The district failed to fund the curriculum and the teachers, but some MPS believers are pressing on
After criticism from parents and other taxpayers, the Milwaukee Public School District will not be moving forward with its plan to incorporate the controversial Black Lives Matter at School curriculum district-wide this academic year.
But some individual MPS schools will be implementing at least some aspects of the curriculum as BLM supporters around the country continue to argue it should be used to formally shape the minds and views of young students.
MPS initially embraced the controversial organization.
Just three days after the death of George Floyd on May 28 in Minneapolis, the MPS School Board passed a resolution to spend nearly $190,000 to develop and implement a curriculum centered around the Black Lives Matter movement. The resolution also called for hundreds of thousands of dollars more annually for the salaries and benefits for 12 ethnic studies teaching positions, five of them new.

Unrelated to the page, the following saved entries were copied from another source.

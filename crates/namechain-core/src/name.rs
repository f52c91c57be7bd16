//! DNS wire-format names, label hashes and token ids
//!
//! A name is carried in its canonical DNS binary form:
//! ```text
//! [len:1][label bytes]...[len:1][label bytes][0x00]
//! ```
//! The zero-length terminator is the root label and is never user supplied.
//!
//! Labels are carried as `String`, so a label is 1 to 255 bytes of valid
//! UTF-8. Wire names whose label bytes are not UTF-8 decode to
//! `NameError::InvalidEncoding` at the offset of that label.
//!
//! ## Token ids
//!
//! ```text
//! canonical_id = keccak256(label) & !0xffffffff
//! token_id     = canonical_id | generation
//! ```
//! The low 32 bits of a token id carry the generation, bumped by the registry
//! every time a label is registered again after expiry or relinquishment.

use alloy_primitives::{B256, U256};
use tiny_keccak::{Hasher, Keccak};

use crate::error::NameError;

/// Maximum length of a single label in bytes
pub const MAX_LABEL_LENGTH: usize = 255;

/// Bits reserved for the generation counter at the bottom of a token id
pub const GENERATION_BITS: usize = 32;

/// Mask selecting the generation bits of a token id
pub const GENERATION_MASK: U256 = U256::from_limbs([0xffff_ffff, 0, 0, 0]);

/// Keccak-256 of arbitrary bytes
pub fn keccak256(data: impl AsRef<[u8]>) -> B256 {
    let mut hasher = Keccak::v256();
    hasher.update(data.as_ref());

    let mut hash = [0u8; 32];
    hasher.finalize(&mut hash);
    B256::from(hash)
}

/// Hash of a single label
pub fn label_hash(label: &str) -> B256 {
    keccak256(label.as_bytes())
}

/// Strip the generation bits from a token id (or label hash).
pub fn canonical_id(id: U256) -> U256 {
    id & !GENERATION_MASK
}

/// Generation encoded in the low bits of a token id
pub fn generation_of(token_id: U256) -> u32 {
    // masked to 32 bits, cannot truncate
    (token_id & GENERATION_MASK).as_limbs()[0] as u32
}

/// Derive the token id of `label` at the given generation.
pub fn label_to_token_id(label: &str, generation: u32) -> U256 {
    let hash = U256::from_be_bytes(label_hash(label).0);
    canonical_id(hash) | U256::from(generation)
}

/// Check that a label can appear in an encoded name.
pub fn validate_label(label: &str) -> Result<(), NameError> {
    if label.is_empty() {
        return Err(NameError::LabelEmpty);
    }
    if label.len() > MAX_LABEL_LENGTH {
        return Err(NameError::LabelTooLong { length: label.len() });
    }
    Ok(())
}

/// Encode labels (leftmost first) into DNS wire format.
pub fn encode<S: AsRef<str>>(labels: &[S]) -> Result<Vec<u8>, NameError> {
    let total: usize = labels.iter().map(|l| l.as_ref().len() + 1).sum();
    let mut out = Vec::with_capacity(total + 1);

    for label in labels {
        let label = label.as_ref();
        validate_label(label)?;
        out.push(label.len() as u8);
        out.extend_from_slice(label.as_bytes());
    }
    out.push(0);

    Ok(out)
}

/// Decode a DNS wire-format name into its labels.
///
/// The encoding must end exactly at the root terminator.
pub fn decode(bytes: &[u8]) -> Result<Vec<String>, NameError> {
    let mut labels = Vec::new();
    let mut offset = 0;

    loop {
        let (label, next) = read_label(bytes, offset)?;
        match label {
            Some(label) => {
                labels.push(label);
                offset = next;
            }
            None => {
                if next != bytes.len() {
                    return Err(NameError::InvalidEncoding { offset: next });
                }
                return Ok(labels);
            }
        }
    }
}

/// Extract the leftmost label without decoding the rest of the name.
///
/// Returns the label and the offset of the remainder (the parent name).
pub fn first_label(bytes: &[u8]) -> Result<(String, usize), NameError> {
    match read_label(bytes, 0)? {
        (Some(label), next) => Ok((label, next)),
        (None, _) => Err(NameError::InvalidEncoding { offset: 0 }),
    }
}

/// Read the label starting at `offset`.
///
/// Returns `None` for the root terminator together with the offset just past it.
pub fn read_label(bytes: &[u8], offset: usize) -> Result<(Option<String>, usize), NameError> {
    let len = *bytes
        .get(offset)
        .ok_or(NameError::InvalidEncoding { offset })? as usize;

    if len == 0 {
        return Ok((None, offset + 1));
    }

    let start = offset + 1;
    let end = start + len;
    let raw = bytes
        .get(start..end)
        .ok_or(NameError::InvalidEncoding { offset })?;
    let label = std::str::from_utf8(raw)
        .map_err(|_| NameError::InvalidEncoding { offset: start })?;

    Ok((Some(label.to_owned()), end))
}

/// Split a dotted name ("sub.test.eth") into labels.
///
/// The empty string is the root name. A single trailing dot is accepted.
pub fn parse_dotted(name: &str) -> Result<Vec<String>, NameError> {
    let name = name.strip_suffix('.').unwrap_or(name);
    if name.is_empty() {
        return Ok(Vec::new());
    }

    name.split('.')
        .map(|label| validate_label(label).map(|_| label.to_owned()))
        .collect()
}

/// Join labels back into dotted form.
pub fn to_dotted<S: AsRef<str>>(labels: &[S]) -> String {
    labels
        .iter()
        .map(|l| l.as_ref())
        .collect::<Vec<_>>()
        .join(".")
}

/// ENS namehash of a label sequence (leftmost first).
pub fn namehash<S: AsRef<str>>(labels: &[S]) -> B256 {
    let mut node = B256::ZERO;
    for label in labels.iter().rev() {
        let mut input = [0u8; 64];
        input[..32].copy_from_slice(node.as_slice());
        input[32..].copy_from_slice(label_hash(label.as_ref()).as_slice());
        node = keccak256(input);
    }
    node
}

#[cfg(test)]
mod tests {
    use super::*;

    #[test]
    fn test_encode_layout() {
        let encoded = encode(&["test", "eth"]).unwrap();
        assert_eq!(encoded, b"\x04test\x03eth\x00".to_vec());
    }

    #[test]
    fn test_encode_root() {
        let labels: [&str; 0] = [];
        assert_eq!(encode(&labels).unwrap(), vec![0u8]);
        assert!(decode(&[0]).unwrap().is_empty());
    }

    #[test]
    fn test_encode_rejects_empty_label() {
        assert_eq!(encode(&["test", ""]), Err(NameError::LabelEmpty));
    }

    #[test]
    fn test_encode_rejects_long_label() {
        let long = "a".repeat(256);
        assert_eq!(
            encode(&[long.as_str()]),
            Err(NameError::LabelTooLong { length: 256 })
        );

        let max = "a".repeat(255);
        let encoded = encode(&[max.as_str()]).unwrap();
        assert_eq!(encoded[0], 255);
        assert_eq!(decode(&encoded).unwrap(), vec![max]);
    }

    #[test]
    fn test_decode_truncated() {
        // claims 4 bytes, only 2 present
        let result = decode(b"\x04te");
        assert!(matches!(result, Err(NameError::InvalidEncoding { .. })));

        // missing terminator
        let result = decode(b"\x04test");
        assert!(matches!(result, Err(NameError::InvalidEncoding { offset: 5 })));
    }

    #[test]
    fn test_decode_trailing_bytes() {
        let result = decode(b"\x03eth\x00\x01");
        assert!(matches!(result, Err(NameError::InvalidEncoding { offset: 5 })));
    }

    #[test]
    fn test_decode_rejects_non_utf8_label() {
        let result = decode(b"\x03eth\x02\xff\xfe\x00");
        assert_eq!(result, Err(NameError::InvalidEncoding { offset: 5 }));
        assert_eq!(decode(b"\x04t\xc3\xa9t\x00").unwrap(), vec!["t\u{e9}t"]);
    }

    #[test]
    fn test_decode_empty_input() {
        assert!(matches!(decode(&[]), Err(NameError::InvalidEncoding { offset: 0 })));
    }

    #[test]
    fn test_first_label() {
        let encoded = encode(&["sub", "test", "eth"]).unwrap();
        let (label, rest) = first_label(&encoded).unwrap();
        assert_eq!(label, "sub");
        assert_eq!(rest, 4);
        assert_eq!(decode(&encoded[rest..]).unwrap(), vec!["test", "eth"]);

        assert!(first_label(&[0]).is_err());
    }

    #[test]
    fn test_dotted_roundtrip() {
        let labels = parse_dotted("sub.test.eth").unwrap();
        assert_eq!(labels, vec!["sub", "test", "eth"]);
        assert_eq!(to_dotted(&labels), "sub.test.eth");
        assert_eq!(parse_dotted("eth.").unwrap(), vec!["eth"]);
        assert!(parse_dotted("").unwrap().is_empty());
        assert_eq!(parse_dotted("a..eth"), Err(NameError::LabelEmpty));
    }

    #[test]
    fn test_namehash_known_vectors() {
        // EIP-137 reference values
        assert_eq!(namehash::<&str>(&[]), B256::ZERO);
        assert_eq!(
            hex::encode(namehash(&["eth"])),
            "93cdeb708b7545dc668eb9280176169d1c33cfd8ed6f04690a0bcc88a93fc4ae"
        );
        assert_eq!(
            hex::encode(namehash(&["foo", "eth"])),
            "de9b09fd7c5f901e23a3f19fecc54828e9c848539801e86591bd9801b019f84f"
        );
    }

    #[test]
    fn test_label_hash_known_vector() {
        assert_eq!(
            hex::encode(label_hash("eth")),
            "4f5b812789fc606be1b3b16908db13fc7a9adf7ca72641f84d75b47069d3d7f0"
        );
    }

    #[test]
    fn test_token_id_generation() {
        let t0 = label_to_token_id("test", 0);
        let t1 = label_to_token_id("test", 1);

        assert_ne!(t0, t1);
        assert_eq!(canonical_id(t0), canonical_id(t1));
        assert_eq!(generation_of(t0), 0);
        assert_eq!(generation_of(t1), 1);
        assert_eq!(generation_of(label_to_token_id("test", u32::MAX)), u32::MAX);
    }

    #[test]
    fn test_distinct_labels_distinct_ids() {
        assert_ne!(
            canonical_id(label_to_token_id("alice", 0)),
            canonical_id(label_to_token_id("bob", 0))
        );
    }
}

At the same meeting, the board unanimously passed a resolution urging the district to “reduce the funding of contracts with the Milwaukee Police Department.”
“I certainly have received pushback from parents,” said Angela Harris, a first-grade teacher at Dr. Martin Luther King, Jr. Elementary School in Milwaukee and chair of the Black Educator Caucus. “We received a lot of criticism during the Black Lives Matter Week of Action back in February.”
Marxist roots
Black Lives Matter at School, with its Marxist ideological roots, got its start in the fall of 2016 with a rally of Seattle public school teachers all wearing “Black Lives Matter: We Stand Together” shirts on the same day.
Teachers in two dozen major city school districts, including Milwaukee, Seattle, Chicago, New York, Philadelphia and Washington, D.C, organized a week of classes decrying structural racism and promoting Black pride under the Black Lives Matter banner during Black History Month in February 2018.
In New York, the City Department of Education announced its plan to fight systemic racism, white privilege and police brutality in its classrooms. The department calls it Revolutionary Love in the Classroom.
In Buffalo this fall, Black Lives Matter lessons were added to the curriculum.
In Wake County, North Carolina, a “racial equity resources” webpage for teachers and staff features quotes from Patrisse Cullors, who has described herself and her BLM co-founders as “trained Marxists.”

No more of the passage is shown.